CoQ10 is also utilized as a treatment for heart failure and other heart ailments, helping to improve some symptoms and reduce potential cardiac dangers when coupled with routine medicines, but the evidence is conflicting.
Though controversial, some preliminary evidence suggests that it may help to prevent or treat the adverse consequences, such as muscle aches and liver problems, of taking statin-type cholesterol drugs.
Preliminary studies have demonstrated that it may slow, but not stop, the progression of Alzheimer’s disease.
CoQ10 has also been analyzed as a preventive treatment for migraine pain, even though it may take several months to do the job.
However, the study has not found any conclusive advantages. Although CoQ10 is sold as an energy supplement, there is no evidence that it will increase energy in a typical person.
How much CoQ10 should you take?
There’s no established perfect dose of CoQ10. Studies have used doses ranging from 50 milligrams to 1,200 milligrams in adults, sometimes split into several doses over the course of a day.
Follow the instructions on the bottle or get advice from your doctor or a dietitian. Keep in mind that different nutritional supplements might have different ingredients and advantages.

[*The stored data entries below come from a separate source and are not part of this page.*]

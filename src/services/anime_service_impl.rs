//! `SeaORM` implementation of the `AnimeService` trait.

use crate::clients::mal::{MalAnime, MalClient};
use crate::db::Store;
use crate::domain::MalId;
use crate::models::anime::{AnimeDocument, AnimeLinks, AnimePatch, BasicAnimeInfo, RelatedAnime};
use crate::models::episode::{EpisodeListing, EpisodeRecord};
use crate::services::anime_service::{AnimeError, AnimeService};
use crate::services::catalog::CatalogService;
use crate::services::direct_links::{DirectLinkSource, backfill};
use crate::services::reconcile::{ScrapedAnime, reconcile};
use futures::{StreamExt, stream};
use std::sync::Arc;
use tracing::{debug, info, warn};

const CURRENTLY_AIRING: &str = "currently_airing";

/// SeaORM-backed implementation of [`AnimeService`].
pub struct SeaOrmAnimeService {
    store: Store,
    mal: MalClient,
    catalog: Arc<CatalogService>,
    direct_links: Arc<dyn DirectLinkSource>,
    stale_hosts: Vec<String>,
    use_api_threshold: u32,
    concurrency: usize,
}

impl SeaOrmAnimeService {
    #[must_use]
    pub fn new(
        store: Store,
        mal: MalClient,
        catalog: Arc<CatalogService>,
        direct_links: Arc<dyn DirectLinkSource>,
        stale_hosts: Vec<String>,
        use_api_threshold: u32,
        concurrency: usize,
    ) -> Self {
        Self {
            store,
            mal,
            catalog,
            direct_links,
            stale_hosts,
            use_api_threshold,
            concurrency: concurrency.max(1),
        }
    }

    /// Related entries with media type and episode duration filled in.
    ///
    /// An entry whose detail lookup fails keeps its stub values.
    async fn enrich_related(&self, anime: &MalAnime) -> Vec<RelatedAnime> {
        stream::iter(anime.related_anime.iter().cloned())
            .map(|related| async move {
                let mut entry = related.to_stub();
                match self.mal.related_details(related.node.id).await {
                    Ok(details) => {
                        entry.anime.media_type = details
                            .media_type
                            .map(|t| t.to_uppercase())
                            .unwrap_or_default();
                        entry.anime.duration = details.average_episode_duration.unwrap_or(0);
                    }
                    Err(e) => {
                        debug!(related_id = related.node.id, "Related details unavailable: {e}");
                    }
                }
                entry
            })
            .buffered(self.concurrency)
            .collect()
            .await
    }

    async fn create(&self, id: MalId, anime: MalAnime) -> Result<AnimeDocument, AnimeError> {
        let session = match self.catalog.find_matching(id.value(), &anime.title).await {
            Ok(session) => session,
            Err(e) => {
                warn!(mal_id = %id, "Catalog search failed: {e}");
                None
            }
        };
        if session.is_none() {
            info!(mal_id = %id, title = %anime.title, "No catalog match, storing metadata only");
        }

        let mut metadata = anime.to_document(session.clone());
        metadata.related_anime = self.enrich_related(&anime).await;

        let episodes = match &session {
            Some(session) => match self.catalog.listing(session, self.use_api_threshold).await {
                Ok(listing) => Some(listing),
                Err(e) => {
                    warn!(session = %session, "Episode listing failed, serving episodes live: {e}");
                    Some(EpisodeListing::Live { total: 0 })
                }
            },
            None => None,
        };

        let result = reconcile(None, ScrapedAnime { metadata, episodes });
        self.store
            .insert_anime(&result.updated)
            .await
            .map_err(|e| AnimeError::database(&e))?;

        info!(
            mal_id = %id,
            use_api = result.updated.use_api,
            episodes = result.updated.current_episode_count,
            "Created catalog document"
        );
        Ok(result.updated)
    }

    async fn refresh(&self, existing: AnimeDocument, anime: MalAnime) -> Result<AnimeDocument, AnimeError> {
        let mut metadata = anime.to_document(existing.session.clone());
        metadata.related_anime = self.enrich_related(&anime).await;

        // Stored status, not the fresh one: the finale lands with the status flip.
        let relist = existing.session.as_deref().filter(|_| {
            existing.status == CURRENTLY_AIRING || existing.episodes.is_empty()
        });
        let episodes = match relist {
            Some(session) => match self.catalog.listing(session, self.use_api_threshold).await {
                Ok(listing) => Some(listing),
                Err(e) => {
                    warn!(session = %session, "Episode refresh failed, keeping stored episodes: {e}");
                    None
                }
            },
            None => None,
        };

        let result = reconcile(Some(&existing), ScrapedAnime { metadata, episodes });
        if result.patch.is_empty() {
            debug!(mal_id = existing.anime_id, "Catalog document unchanged");
            return Ok(result.updated);
        }

        self.store
            .update_anime(existing.anime_id, &result.patch)
            .await
            .map_err(|e| AnimeError::database(&e))?;
        info!(
            mal_id = existing.anime_id,
            fields = ?result.patch.changed_fields(),
            "Updated catalog document"
        );
        Ok(result.updated)
    }

    async fn locate_episode(
        &self,
        doc: &AnimeDocument,
        session: &str,
        episode_session: &str,
        episode_number: f64,
    ) -> Result<Option<EpisodeRecord>, AnimeError> {
        let pick = |episodes: &[EpisodeRecord]| {
            episodes
                .iter()
                .find(|e| e.session == episode_session)
                .or_else(|| {
                    episodes
                        .iter()
                        .find(|e| (e.episode - episode_number).abs() < f64::EPSILON)
                })
                .cloned()
        };

        if !doc.use_api {
            return Ok(pick(&doc.episodes));
        }

        let page = self.catalog.page_for_episode(episode_number);
        let listing = self.catalog.episode_page(session, page).await?;
        Ok(pick(&listing.episodes))
    }
}

#[async_trait::async_trait]
impl AnimeService for SeaOrmAnimeService {
    async fn anime_links(&self, session: &str, page: u32) -> Result<AnimeLinks, AnimeError> {
        Ok(self.catalog.anime_links(session, page).await?)
    }

    async fn anime_info(&self, id: MalId) -> Result<AnimeDocument, AnimeError> {
        let existing = self
            .store
            .find_anime_by_id(id.value())
            .await
            .map_err(|e| AnimeError::database(&e))?;

        let anime = match self.mal.anime(id.value()).await {
            Ok(anime) => anime,
            Err(e) => {
                return match existing {
                    Some(doc) => {
                        warn!(mal_id = %id, "Metadata refresh failed, serving stored document: {e}");
                        Ok(doc)
                    }
                    None if e.is_not_found() => Err(AnimeError::NotFound(id.to_string())),
                    None => Err(e.into()),
                };
            }
        };

        match existing {
            Some(doc) => self.refresh(doc, anime).await,
            None => self.create(id, anime).await,
        }
    }

    async fn basic_info(&self, session: &str) -> Result<BasicAnimeInfo, AnimeError> {
        let id = self
            .catalog
            .pahe()
            .cross_reference_id(session)
            .await?
            .ok_or_else(|| AnimeError::NotFound(session.to_string()))?;
        let anime = self.mal.basic(id).await?;
        Ok(anime.to_basic_info(session))
    }

    async fn episode_data(
        &self,
        session: &str,
        episode_session: &str,
        episode_number: f64,
    ) -> Result<EpisodeRecord, AnimeError> {
        let doc = self
            .store
            .find_anime_by_session(session)
            .await
            .map_err(|e| AnimeError::database(&e))?
            .ok_or_else(|| AnimeError::NotFound(session.to_string()))?;

        let episode = self
            .locate_episode(&doc, session, episode_session, episode_number)
            .await?
            .ok_or_else(|| AnimeError::NotFound(format!("{session}/{episode_session}")))?;

        let (episode, changed) =
            backfill(&self.direct_links, session, episode, &self.stale_hosts).await;

        if changed && !doc.use_api {
            let episodes: Vec<EpisodeRecord> = doc
                .episodes
                .iter()
                .map(|e| {
                    if e.session == episode.session {
                        episode.clone()
                    } else {
                        e.clone()
                    }
                })
                .collect();
            let patch = AnimePatch {
                episodes: Some(episodes),
                ..Default::default()
            };
            self.store
                .update_anime(doc.anime_id, &patch)
                .await
                .map_err(|e| AnimeError::database(&e))?;
            debug!(session = %session, episode = %episode.session, "Stored resolved direct links");
        }

        Ok(episode)
    }
}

Could you get CoQ10 naturally from foods?
Good food sources of CoQ10 include:
- Coldwater fish, like tuna, salmon, mackerel, and sardines
- Vegetable oils
Which are the risks of taking Coenzyme Q10?
Side effects appear to be rare and mild. They include diarrhea, nausea, and heartburn.
Risk. People with chronic diseases like heart failure, liver or kidney issues, or diabetes ought to be wary of using this supplement. CoQ10 may lower glucose levels and blood pressure.
Doses of more than 300 milligrams may affect liver enzyme levels. People taking blood thinners and thyroid medications in addition to chemotherapy should consult their physicians before using supplements.
Interactions. Given the lack of evidence about its security, The supplements aren’t recommended for children or for women who are pregnant or breastfeeding.
People taking blood thinners and thyroid medications, as well as chemotherapy, should check with their doctor before using Coenzyme Q10 supplements.